The Fix's Chris Cillizza, in his case against Kathleen Sebelius:
With Clinton now formally gone from the race, her most fervent female supporters have taken up the cause of putting her on the ticket as the vice president. To snub Clinton in favor of another woman -- Sebelius -- would be a slight that many women might not be able to reconcile themselves to.
When I first heard about this sentiment from pro-Hillary women, it struck me as nuts.
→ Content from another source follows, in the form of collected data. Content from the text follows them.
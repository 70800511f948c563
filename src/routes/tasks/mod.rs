pub mod routes;

use serde::Deserialize;

use crate::planner::{TaskFilter, TaskSort};

// QUERY PARAMS

#[derive(Debug, Default, Deserialize)]
pub struct ListQuery {
    #[serde(default)]
    pub filter: TaskFilter,
    #[serde(default)]
    pub sort: TaskSort,
}

#[derive(Debug, Default, Deserialize)]
pub struct BucketsQuery {
    /// Minutes east of UTC
    #[serde(default)]
    pub tz_offset: i32,
}
use chrono::{DateTime, Datelike, NaiveDate, TimeZone, Utc};
use serde::Serialize;

use crate::domain::Task;

#[derive(Debug, Clone, PartialEq, Eq, Serialize)]
pub struct CalendarDay {
    pub date: NaiveDate,
    pub task_count: usize,
    pub completed_count: usize,
}

fn due_day<Tz: TimeZone>(due: DateTime<Utc>, tz: &Tz) -> NaiveDate {
    due.with_timezone(tz).date_naive()
}

/// Tasks due on `date` as seen from `tz`, in input order
pub fn tasks_on<'a, Tz: TimeZone>(tasks: &'a [Task], date: NaiveDate, tz: &Tz) -> Vec<&'a Task> {
    tasks
        .iter()
        .filter(|task| task.due_date.is_some_and(|due| due_day(due, tz) == date))
        .collect()
}

/// One entry per day of the month. `None` for an invalid year/month.
pub fn month_overview<Tz: TimeZone>(
    tasks: &[Task],
    year: i32,
    month: u32,
    tz: &Tz,
) -> Option<Vec<CalendarDay>> {
    let first = NaiveDate::from_ymd_opt(year, month, 1)?;

    let mut days: Vec<CalendarDay> = first
        .iter_days()
        .take_while(|d| d.month0() == first.month0())
        .map(|date| CalendarDay {
            date,
            task_count: 0,
            completed_count: 0,
        })
        .collect();

    for task in tasks {
        let Some(due) = task.due_date else { continue };
        let day = due_day(due, tz);
        if day < first {
            continue;
        }
        let index = (day - first).num_days() as usize;
        if let Some(entry) = days.get_mut(index) {
            entry.task_count += 1;
            if task.completed {
                entry.completed_count += 1;
            }
        }
    }

    Some(days)
}

#[cfg(test)]
mod tests {
    use super::*;
    use crate::domain::{CreateTask, Priority};
    use chrono::FixedOffset;
    use uuid::Uuid;

    fn task(title: &str, due: Option<&str>, completed: bool) -> Task {
        Task::new(
            Uuid::nil(),
            CreateTask {
                title: title.to_string(),
                description: None,
                location: None,
                due_date: due.map(|d| d.parse::<DateTime<Utc>>().unwrap()),
                priority: Priority::Low,
                completed,
            },
            Utc::now(),
        )
    }

    #[test]
    fn test_tasks_on_date() {
        let tasks = vec![
            task("a", Some("2024-02-10T08:00:00Z"), false),
            task("none", None, false),
            task("b", Some("2024-02-11T08:00:00Z"), false),
            task("c", Some("2024-02-10T20:00:00Z"), true),
        ];
        let date = NaiveDate::from_ymd_opt(2024, 2, 10).unwrap();

        let found: Vec<&str> = tasks_on(&tasks, date, &Utc)
            .iter()
            .map(|t| t.title.as_str())
            .collect();
        assert_eq!(found, vec!["a", "c"]);

        // UTC+5: 20:00Z on the 10th is already the 11th
        let plus_five = FixedOffset::east_opt(5 * 3600).unwrap();
        let found: Vec<&str> = tasks_on(&tasks, date, &plus_five)
            .iter()
            .map(|t| t.title.as_str())
            .collect();
        assert_eq!(found, vec!["a"]);
    }

    #[test]
    fn test_month_overview_counts() {
        let tasks = vec![
            task("a", Some("2024-02-10T08:00:00Z"), false),
            task("b", Some("2024-02-10T09:00:00Z"), true),
            task("leap", Some("2024-02-29T09:00:00Z"), false),
            task("march", Some("2024-03-01T09:00:00Z"), false),
            task("january", Some("2024-01-31T09:00:00Z"), false),
        ];

        let days = month_overview(&tasks, 2024, 2, &Utc).unwrap();
        assert_eq!(days.len(), 29);
        assert_eq!(days[9].date, NaiveDate::from_ymd_opt(2024, 2, 10).unwrap());
        assert_eq!(days[9].task_count, 2);
        assert_eq!(days[9].completed_count, 1);
        assert_eq!(days[28].task_count, 1);
        assert_eq!(days.iter().map(|d| d.task_count).sum::<usize>(), 3);
    }

    #[test]
    fn test_month_overview_rejects_invalid_month() {
        assert!(month_overview(&[], 2024, 13, &Utc).is_none());
        assert_eq!(month_overview(&[], 2023, 12, &Utc).map(|d| d.len()), Some(31));
    }
}
use chrono::{DateTime, Utc};
use serde::{Deserialize, Serialize};
use uuid::Uuid;

use super::validation::{self, ValidationError};

#[derive(Debug, Clone, PartialEq, Eq, Serialize, Deserialize, sqlx::FromRow)]
pub struct Note {
    pub id: Uuid,
    pub user_id: Uuid,
    pub title: String,
    pub content: String,
    pub created_at: DateTime<Utc>,
}

impl Note {
    pub fn new(user_id: Uuid, input: CreateNote, created_at: DateTime<Utc>) -> Self {
        Self {
            id: Uuid::new_v4(),
            user_id,
            title: input.title,
            content: input.content,
            created_at,
        }
    }

    /// Case-insensitive substring match on title or content
    pub fn matches(&self, term: &str) -> bool {
        let term = term.to_lowercase();
        self.title.to_lowercase().contains(&term) || self.content.to_lowercase().contains(&term)
    }
}

#[derive(Debug, Clone, Deserialize)]
pub struct CreateNote {
    pub title: String,
    pub content: String,
}

impl CreateNote {
    pub fn validate(&self) -> Result<(), ValidationError> {
        validation::validate_title(&self.title)?;
        validation::validate_required("content", &self.content)
    }
}

#[derive(Debug, Clone, Default, Deserialize)]
pub struct UpdateNote {
    pub title: Option<String>,
    pub content: Option<String>,
}

impl UpdateNote {
    pub fn validate(&self) -> Result<(), ValidationError> {
        if let Some(title) = &self.title {
            validation::validate_title(title)?;
        }
        if let Some(content) = &self.content {
            validation::validate_required("content", content)?;
        }
        Ok(())
    }

    pub fn apply(&self, note: &mut Note) {
        if let Some(title) = &self.title {
            note.title = title.clone();
        }
        if let Some(content) = &self.content {
            note.content = content.clone();
        }
    }
}

/// Notes matching `term`, newest first. An empty term keeps everything.
pub fn search_notes<'a>(notes: &'a [Note], term: &str) -> Vec<&'a Note> {
    let term = term.trim();
    let mut found: Vec<&Note> = notes
        .iter()
        .filter(|note| term.is_empty() || note.matches(term))
        .collect();
    found.sort_by(|a, b| b.created_at.cmp(&a.created_at));
    found
}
Why had Hillary won the right to be ahead of other women in achieving veep or presidential status any more than Joe Lieberman won a right to be ahead of other qualified Jews by mounting his bid in 2004? (God forbid.) And the complaint among these supporters that they loved Hillary and Hillary alone and she is not interchangeable with any other woman, while totally legitimate, seems to be at odds with the simultaneously-made claim that Hillary represented all women and that her loss was especially galling because it revealed how the country or the party is unwilling to give a woman a chance at high office. (If this is the complaint, then another woman would be to some extent interchangeable.)
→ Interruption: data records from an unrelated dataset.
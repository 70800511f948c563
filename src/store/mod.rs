//! Persistence ports and their adapters.
//!
//! Every call is scoped by the owning user's id; a record owned by someone else
//! is indistinguishable from a missing one.

pub mod local;
pub mod postgres;

use async_trait::async_trait;
use thiserror::Error;
use uuid::Uuid;

use crate::domain::{Note, Task, UpdateNote, UpdateProfile, UpdateTask, User, UserRecord};

pub use local::LocalStore;
pub use postgres::PgStore;

#[derive(Debug, Error)]
pub enum StoreError {
    #[error("database error: {0}")]
    Database(#[from] sqlx::Error),

    #[error("corrupt record: {0}")]
    Corrupt(String),

    #[error("{0}")]
    Conflict(String),
}

impl From<serde_json::Error> for StoreError {
    fn from(e: serde_json::Error) -> Self {
        StoreError::Corrupt(e.to_string())
    }
}

pub type StoreResult<T> = Result<T, StoreError>;

#[async_trait]
pub trait TaskRepository: Send + Sync {
    /// All tasks of a user in creation order
    async fn list_tasks(&self, user_id: Uuid) -> StoreResult<Vec<Task>>;

    async fn get_task(&self, user_id: Uuid, id: Uuid) -> StoreResult<Option<Task>>;

    async fn insert_task(&self, task: &Task) -> StoreResult<Task>;

    async fn update_task(
        &self,
        user_id: Uuid,
        id: Uuid,
        patch: &UpdateTask,
    ) -> StoreResult<Option<Task>>;

    async fn toggle_task(&self, user_id: Uuid, id: Uuid) -> StoreResult<Option<Task>>;

    async fn add_time_spent(
        &self,
        user_id: Uuid,
        id: Uuid,
        minutes: i64,
    ) -> StoreResult<Option<Task>>;

    /// `false` when nothing was deleted
    async fn delete_task(&self, user_id: Uuid, id: Uuid) -> StoreResult<bool>;
}

#[async_trait]
pub trait NoteRepository: Send + Sync {
    async fn list_notes(&self, user_id: Uuid) -> StoreResult<Vec<Note>>;

    async fn get_note(&self, user_id: Uuid, id: Uuid) -> StoreResult<Option<Note>>;

    async fn insert_note(&self, note: &Note) -> StoreResult<Note>;

    async fn update_note(
        &self,
        user_id: Uuid,
        id: Uuid,
        patch: &UpdateNote,
    ) -> StoreResult<Option<Note>>;

    async fn delete_note(&self, user_id: Uuid, id: Uuid) -> StoreResult<bool>;
}

#[async_trait]
pub trait UserRepository: Send + Sync {
    /// Fails with [`StoreError::Conflict`] when the e-mail is taken
    async fn insert_user(&self, user: &UserRecord) -> StoreResult<()>;

    async fn find_user_by_email(&self, email: &str) -> StoreResult<Option<UserRecord>>;

    async fn find_user(&self, id: Uuid) -> StoreResult<Option<User>>;

    async fn update_user(&self, id: Uuid, patch: &UpdateProfile) -> StoreResult<Option<User>>;
}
I've been dipping a little bit into the anti-Sebelius waters, though, and the objection to her is somewhat more complex and interesting than simple outrage at "snubbing Clinton in favor of another woman." To choose Sebelius, I think, would seem to ratify for some of these women the longtime feminist concern that, in order to be allowed into the male world, women have to be non-threatening -- gentle, motherly, not too brazen or spiky. To the degree people in Washington know much of anything about her, Sebelius has that unthreatening, pleasant, non-spiky reputation. Consider her low unfavorables and that State of the Union response: softly intoned, dull, without any edges. Let's just say it's really hard to imagine anybody calling Sebelius a "bitch" -- whereas the fact that numerous people have called Hillary that was, to some women, what made her political success so groundbreaking. She wasn't just the first woman to win presidential primaries; she was the first brazen, ballsy you-know-what to win them.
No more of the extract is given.